Het pad maakt een laatste draai en daar staat een pracht van
een boom te pronken, een acacia, zijn roodbruine bast vol groeven en plooien,
de takken gestoffeerd met een miljoen ijle blaadjes. Dat zie ik omdat mijn
scootje nooit haast heeft en me de tijd gunt om details in me op te nemen.
Haast is zelden goed, en al helemaal niet als het om iets bijzonders of iets
moois gaat.
Mijn blik gaat van de grillige stam naar de wuivende kruin
en weer terug, en dan zie ik het ineens. Ik pak mijn smartphone om het te
fotograferen, maar wacht even omdat er een fietser aankomt en ik me wat geneer,
zo met mijn neus hier bovenop, ik lijk wel een voyeur. Als hij voorbij is, kijk
ik nog eens goed, en ja, het is niet te miskennen: dit is onversneden boomerotiek.

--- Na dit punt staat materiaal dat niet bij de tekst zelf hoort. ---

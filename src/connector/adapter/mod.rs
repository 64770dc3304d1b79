mod duckdb_vector_repository;
mod git_tracker;
mod http_embedding;
mod mock_embedding;
mod redb_task_store;
mod treesitter_parser;

pub use duckdb_vector_repository::*;
pub use git_tracker::*;
pub use http_embedding::*;
pub use mock_embedding::*;
pub use redb_task_store::*;
pub use treesitter_parser::*;
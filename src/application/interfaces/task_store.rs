use async_trait::async_trait;
use serde_json::Value;

use crate::domain::{DomainError, TaskRecord, TaskStatus, TaskTree};

/// Durable DAG of externally-spawned work units with a per-node tool
/// result cache. Every mutation is durable when the call returns.
#[async_trait]
pub trait TaskStore: Send + Sync {
    async fn create_root_goal(&self, label: &str) -> Result<TaskRecord, DomainError>;

    /// Fails with `ParentNotFound` when the parent id is unknown.
    async fn spawn_subtask(&self, parent_id: &str, label: &str)
        -> Result<TaskRecord, DomainError>;

    async fn get(&self, id: &str) -> Result<TaskRecord, DomainError>;

    async fn get_children(&self, id: &str) -> Result<Vec<TaskRecord>, DomainError>;

    async fn get_all(&self) -> Result<Vec<TaskRecord>, DomainError>;

    async fn get_roots(&self) -> Result<Vec<TaskRecord>, DomainError>;

    async fn get_task_tree(&self, id: &str) -> Result<TaskTree, DomainError>;

    async fn update_status(
        &self,
        id: &str,
        status: TaskStatus,
        context_patch: Option<Value>,
    ) -> Result<TaskRecord, DomainError>;

    /// Delete a task; with `cascade`, its entire subtree. Without cascade,
    /// deleting a task that still has children is an error.
    async fn delete(&self, id: &str, cascade: bool) -> Result<(), DomainError>;

    async fn cache_tool_output(
        &self,
        id: &str,
        tool: &str,
        output: Value,
    ) -> Result<(), DomainError>;

    async fn get_tool_output(&self, id: &str, tool: &str) -> Result<Option<Value>, DomainError>;

    async fn get_tool_output_timestamp(
        &self,
        id: &str,
        tool: &str,
    ) -> Result<Option<u64>, DomainError>;

    /// Reload everything persisted; used after process restart.
    async fn recover_state(&self) -> Result<Vec<TaskRecord>, DomainError>;

    /// Mark every `running` task as failed with the interrupted reason.
    /// Returns the ids that were reset.
    async fn reset_running_tasks(&self) -> Result<Vec<String>, DomainError>;
}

Op ooghoogte heeft de natuur een vagina in de bast gekerfd, een dendrologische
Courbet, een Origine du Monde in
hardhout. Het klopt allemaal: de ellipsvorm, de rimpelingen, in het midden een kleine
verdieping als de ingang van een donkere minigrot. Zomaar midden in een
stadspark.
Er komen een paar wandelaars aan. Ik acteer dat ik iets
intik op de smartphone. Ze passeren zonder blikken of blozen, alsof hier niet
een acacia haar rokken optilt om de Oorsprong van de Wereld te tonen. Misschien
zie alleen ik het maar, ligt het aan mijn smoezelige geest dat ik een groef in
een boombast al erotisch duid, spelen de hormonen diep in me op.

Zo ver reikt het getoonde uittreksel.